_TASK BRIEF_
Once the line with "filename crates/motion-ledger/src/quota.rs" is found in the entries below, repeat it and each following line exactly, up to and including the line with "Consumption happens at". Add no other lines.

_INPUT MATERIAL_
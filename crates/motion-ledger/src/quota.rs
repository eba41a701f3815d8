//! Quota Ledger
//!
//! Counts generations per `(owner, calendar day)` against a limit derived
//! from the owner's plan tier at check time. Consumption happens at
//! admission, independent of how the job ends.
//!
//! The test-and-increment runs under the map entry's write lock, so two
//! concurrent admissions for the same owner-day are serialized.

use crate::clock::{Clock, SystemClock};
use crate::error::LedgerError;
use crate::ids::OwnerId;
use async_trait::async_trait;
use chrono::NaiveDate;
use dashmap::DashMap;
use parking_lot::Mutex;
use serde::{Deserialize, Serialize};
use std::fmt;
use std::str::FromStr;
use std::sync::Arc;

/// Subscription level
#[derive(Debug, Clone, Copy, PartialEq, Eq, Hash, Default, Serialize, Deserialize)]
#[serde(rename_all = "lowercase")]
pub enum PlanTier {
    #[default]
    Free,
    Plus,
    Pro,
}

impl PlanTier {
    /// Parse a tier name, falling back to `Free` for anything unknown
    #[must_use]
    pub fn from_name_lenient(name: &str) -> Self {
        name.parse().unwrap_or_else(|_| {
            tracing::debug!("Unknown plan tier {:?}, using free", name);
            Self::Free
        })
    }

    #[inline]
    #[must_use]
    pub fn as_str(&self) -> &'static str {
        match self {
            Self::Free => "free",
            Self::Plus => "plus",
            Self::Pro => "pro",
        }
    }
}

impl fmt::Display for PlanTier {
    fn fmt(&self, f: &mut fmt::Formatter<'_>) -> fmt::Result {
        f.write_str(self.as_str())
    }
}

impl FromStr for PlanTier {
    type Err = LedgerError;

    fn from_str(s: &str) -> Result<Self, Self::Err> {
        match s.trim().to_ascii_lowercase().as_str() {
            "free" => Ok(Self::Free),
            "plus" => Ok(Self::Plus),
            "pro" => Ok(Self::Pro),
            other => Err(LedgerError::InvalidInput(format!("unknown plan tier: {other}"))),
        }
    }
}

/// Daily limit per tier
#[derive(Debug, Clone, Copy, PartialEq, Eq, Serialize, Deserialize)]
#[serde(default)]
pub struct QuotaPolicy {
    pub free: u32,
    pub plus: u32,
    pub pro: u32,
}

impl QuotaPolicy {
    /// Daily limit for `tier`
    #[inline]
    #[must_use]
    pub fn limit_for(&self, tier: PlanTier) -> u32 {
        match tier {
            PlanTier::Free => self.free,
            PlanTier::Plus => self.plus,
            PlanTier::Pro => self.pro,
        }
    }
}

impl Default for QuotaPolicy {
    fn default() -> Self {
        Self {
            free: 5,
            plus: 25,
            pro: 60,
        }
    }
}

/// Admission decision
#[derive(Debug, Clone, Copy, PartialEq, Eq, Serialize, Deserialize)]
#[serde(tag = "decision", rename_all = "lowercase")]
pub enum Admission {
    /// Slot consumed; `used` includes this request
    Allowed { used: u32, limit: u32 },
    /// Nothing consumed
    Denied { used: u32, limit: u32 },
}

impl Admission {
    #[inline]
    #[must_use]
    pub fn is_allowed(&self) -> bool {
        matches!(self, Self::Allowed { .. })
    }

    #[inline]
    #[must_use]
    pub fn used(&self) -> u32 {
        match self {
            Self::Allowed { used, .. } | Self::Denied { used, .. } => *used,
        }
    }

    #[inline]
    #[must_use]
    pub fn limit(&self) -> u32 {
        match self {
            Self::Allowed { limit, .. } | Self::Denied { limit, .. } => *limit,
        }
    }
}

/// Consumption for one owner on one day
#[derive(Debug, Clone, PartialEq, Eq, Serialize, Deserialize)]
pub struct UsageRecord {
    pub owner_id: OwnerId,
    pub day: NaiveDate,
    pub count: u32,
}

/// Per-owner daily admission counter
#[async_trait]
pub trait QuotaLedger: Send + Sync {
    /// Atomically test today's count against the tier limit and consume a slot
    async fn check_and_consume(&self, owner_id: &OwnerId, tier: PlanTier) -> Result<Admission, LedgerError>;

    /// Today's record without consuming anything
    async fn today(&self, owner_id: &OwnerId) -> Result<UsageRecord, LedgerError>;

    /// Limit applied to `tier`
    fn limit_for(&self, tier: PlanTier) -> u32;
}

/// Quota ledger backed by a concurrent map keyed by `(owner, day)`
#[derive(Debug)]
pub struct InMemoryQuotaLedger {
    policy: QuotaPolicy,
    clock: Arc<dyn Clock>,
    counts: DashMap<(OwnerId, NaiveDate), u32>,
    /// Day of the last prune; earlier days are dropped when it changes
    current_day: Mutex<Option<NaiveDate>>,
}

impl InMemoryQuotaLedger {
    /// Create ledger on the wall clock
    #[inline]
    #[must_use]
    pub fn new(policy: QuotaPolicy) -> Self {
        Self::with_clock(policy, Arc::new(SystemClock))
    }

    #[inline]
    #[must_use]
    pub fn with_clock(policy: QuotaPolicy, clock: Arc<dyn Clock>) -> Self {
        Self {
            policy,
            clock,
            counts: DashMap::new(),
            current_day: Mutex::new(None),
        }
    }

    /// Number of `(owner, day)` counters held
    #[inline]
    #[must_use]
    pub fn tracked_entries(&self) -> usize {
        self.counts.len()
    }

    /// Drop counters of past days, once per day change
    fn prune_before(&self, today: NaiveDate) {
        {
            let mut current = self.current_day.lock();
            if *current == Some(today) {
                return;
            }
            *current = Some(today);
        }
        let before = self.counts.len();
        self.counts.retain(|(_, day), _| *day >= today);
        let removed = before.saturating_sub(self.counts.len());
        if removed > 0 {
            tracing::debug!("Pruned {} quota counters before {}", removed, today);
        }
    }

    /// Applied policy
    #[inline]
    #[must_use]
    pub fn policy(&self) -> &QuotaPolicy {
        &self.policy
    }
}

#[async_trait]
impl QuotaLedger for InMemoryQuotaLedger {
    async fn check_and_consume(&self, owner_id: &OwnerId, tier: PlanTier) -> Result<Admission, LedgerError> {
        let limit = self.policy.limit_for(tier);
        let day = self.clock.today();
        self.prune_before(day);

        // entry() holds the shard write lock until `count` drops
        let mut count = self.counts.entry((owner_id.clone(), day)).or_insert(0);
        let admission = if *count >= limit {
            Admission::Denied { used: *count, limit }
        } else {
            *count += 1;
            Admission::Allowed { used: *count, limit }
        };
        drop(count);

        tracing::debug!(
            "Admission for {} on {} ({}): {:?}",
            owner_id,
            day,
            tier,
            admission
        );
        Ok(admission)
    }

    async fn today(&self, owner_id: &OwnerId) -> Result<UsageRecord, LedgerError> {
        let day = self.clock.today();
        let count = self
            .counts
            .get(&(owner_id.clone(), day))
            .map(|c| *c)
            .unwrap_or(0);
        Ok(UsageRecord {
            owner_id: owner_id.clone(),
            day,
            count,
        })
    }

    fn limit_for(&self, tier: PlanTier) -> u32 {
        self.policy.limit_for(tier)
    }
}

* * *

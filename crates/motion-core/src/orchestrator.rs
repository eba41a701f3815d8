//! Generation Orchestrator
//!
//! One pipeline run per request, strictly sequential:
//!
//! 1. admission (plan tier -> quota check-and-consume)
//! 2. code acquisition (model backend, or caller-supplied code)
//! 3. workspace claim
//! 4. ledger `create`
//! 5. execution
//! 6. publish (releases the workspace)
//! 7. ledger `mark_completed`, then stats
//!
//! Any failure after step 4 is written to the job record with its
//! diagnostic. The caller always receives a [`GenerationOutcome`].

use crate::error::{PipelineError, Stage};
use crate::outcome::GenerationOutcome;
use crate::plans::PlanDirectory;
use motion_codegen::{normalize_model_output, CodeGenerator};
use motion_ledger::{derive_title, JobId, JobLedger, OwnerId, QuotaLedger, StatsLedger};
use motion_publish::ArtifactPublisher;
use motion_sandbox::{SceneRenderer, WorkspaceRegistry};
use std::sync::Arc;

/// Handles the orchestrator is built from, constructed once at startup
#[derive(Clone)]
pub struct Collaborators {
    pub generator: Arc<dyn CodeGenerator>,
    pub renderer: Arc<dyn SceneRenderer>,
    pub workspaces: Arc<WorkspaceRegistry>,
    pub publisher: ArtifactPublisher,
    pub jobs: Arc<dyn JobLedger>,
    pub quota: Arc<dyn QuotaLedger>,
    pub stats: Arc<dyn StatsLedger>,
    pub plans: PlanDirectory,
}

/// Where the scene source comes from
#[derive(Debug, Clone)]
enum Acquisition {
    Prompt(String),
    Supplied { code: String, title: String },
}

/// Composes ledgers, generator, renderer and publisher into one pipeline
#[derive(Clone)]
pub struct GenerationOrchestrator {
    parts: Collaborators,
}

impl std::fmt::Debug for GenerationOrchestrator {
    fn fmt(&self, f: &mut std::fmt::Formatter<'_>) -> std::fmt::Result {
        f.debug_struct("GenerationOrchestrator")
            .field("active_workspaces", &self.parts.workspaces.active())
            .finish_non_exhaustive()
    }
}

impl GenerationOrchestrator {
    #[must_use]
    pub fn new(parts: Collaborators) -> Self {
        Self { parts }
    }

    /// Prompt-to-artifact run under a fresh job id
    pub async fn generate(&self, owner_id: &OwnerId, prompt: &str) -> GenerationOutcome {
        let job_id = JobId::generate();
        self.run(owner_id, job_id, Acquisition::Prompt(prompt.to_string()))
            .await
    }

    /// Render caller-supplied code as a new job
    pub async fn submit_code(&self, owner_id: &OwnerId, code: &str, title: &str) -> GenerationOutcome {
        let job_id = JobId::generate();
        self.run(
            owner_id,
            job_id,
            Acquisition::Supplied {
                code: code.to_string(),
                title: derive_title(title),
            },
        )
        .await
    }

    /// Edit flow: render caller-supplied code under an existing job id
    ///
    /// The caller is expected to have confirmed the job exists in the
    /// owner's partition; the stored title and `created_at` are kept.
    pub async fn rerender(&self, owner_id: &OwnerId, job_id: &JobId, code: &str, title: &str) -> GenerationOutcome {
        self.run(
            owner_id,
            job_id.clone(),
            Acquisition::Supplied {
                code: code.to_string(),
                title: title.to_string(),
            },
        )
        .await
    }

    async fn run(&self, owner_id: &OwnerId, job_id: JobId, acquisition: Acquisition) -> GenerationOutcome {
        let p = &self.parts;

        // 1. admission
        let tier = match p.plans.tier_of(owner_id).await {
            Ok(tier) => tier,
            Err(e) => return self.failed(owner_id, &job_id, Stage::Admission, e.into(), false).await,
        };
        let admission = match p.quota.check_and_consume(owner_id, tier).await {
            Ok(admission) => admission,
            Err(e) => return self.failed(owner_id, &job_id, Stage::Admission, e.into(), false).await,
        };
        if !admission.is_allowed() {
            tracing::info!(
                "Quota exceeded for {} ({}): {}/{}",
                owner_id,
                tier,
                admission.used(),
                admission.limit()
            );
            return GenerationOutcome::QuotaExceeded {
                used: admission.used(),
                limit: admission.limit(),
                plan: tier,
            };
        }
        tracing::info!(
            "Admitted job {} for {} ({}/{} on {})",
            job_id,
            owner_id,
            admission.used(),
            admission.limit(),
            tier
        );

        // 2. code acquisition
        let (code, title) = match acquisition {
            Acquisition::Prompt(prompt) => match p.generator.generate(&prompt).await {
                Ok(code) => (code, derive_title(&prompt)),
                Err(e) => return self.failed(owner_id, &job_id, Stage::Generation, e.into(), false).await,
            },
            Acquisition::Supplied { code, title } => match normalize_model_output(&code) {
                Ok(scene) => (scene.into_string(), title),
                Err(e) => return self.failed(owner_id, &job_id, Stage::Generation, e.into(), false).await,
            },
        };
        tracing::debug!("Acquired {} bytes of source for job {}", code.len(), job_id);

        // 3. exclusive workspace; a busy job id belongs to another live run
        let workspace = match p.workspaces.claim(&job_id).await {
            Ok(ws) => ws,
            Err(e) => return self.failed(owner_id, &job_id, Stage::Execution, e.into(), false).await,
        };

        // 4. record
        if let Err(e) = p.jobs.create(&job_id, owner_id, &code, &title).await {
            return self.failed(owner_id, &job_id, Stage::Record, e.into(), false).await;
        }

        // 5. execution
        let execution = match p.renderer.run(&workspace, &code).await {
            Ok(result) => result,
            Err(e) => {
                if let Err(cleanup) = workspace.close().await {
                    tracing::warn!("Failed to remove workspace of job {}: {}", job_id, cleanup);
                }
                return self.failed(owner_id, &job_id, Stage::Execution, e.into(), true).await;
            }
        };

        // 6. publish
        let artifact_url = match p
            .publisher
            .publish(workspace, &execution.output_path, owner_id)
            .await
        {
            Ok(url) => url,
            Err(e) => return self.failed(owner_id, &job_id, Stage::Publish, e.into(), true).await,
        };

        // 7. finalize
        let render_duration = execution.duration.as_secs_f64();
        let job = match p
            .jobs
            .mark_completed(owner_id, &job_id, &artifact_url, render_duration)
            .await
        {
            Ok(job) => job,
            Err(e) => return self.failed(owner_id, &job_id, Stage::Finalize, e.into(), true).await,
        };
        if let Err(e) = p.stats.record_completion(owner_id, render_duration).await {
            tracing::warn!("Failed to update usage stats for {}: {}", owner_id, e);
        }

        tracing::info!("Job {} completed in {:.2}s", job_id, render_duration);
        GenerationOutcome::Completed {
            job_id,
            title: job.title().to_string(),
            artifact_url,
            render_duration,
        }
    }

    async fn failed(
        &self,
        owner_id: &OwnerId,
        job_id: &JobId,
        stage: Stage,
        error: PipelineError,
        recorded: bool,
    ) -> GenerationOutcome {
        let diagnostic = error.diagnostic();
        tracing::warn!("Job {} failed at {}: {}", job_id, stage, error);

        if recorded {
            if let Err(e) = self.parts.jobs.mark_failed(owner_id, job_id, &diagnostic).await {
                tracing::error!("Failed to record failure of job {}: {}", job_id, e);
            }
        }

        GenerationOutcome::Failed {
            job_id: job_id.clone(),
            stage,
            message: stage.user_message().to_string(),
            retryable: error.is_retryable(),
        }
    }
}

_REPLY TO THE EXERCISE_
filename crates/motion-ledger/src/quota.rs
repository eba41a701f3815d8
//! Quota Ledger
//!
//! Counts generations per `(owner, calendar day)` against a limit derived
//! from the owner's plan tier at check time. Consumption happens at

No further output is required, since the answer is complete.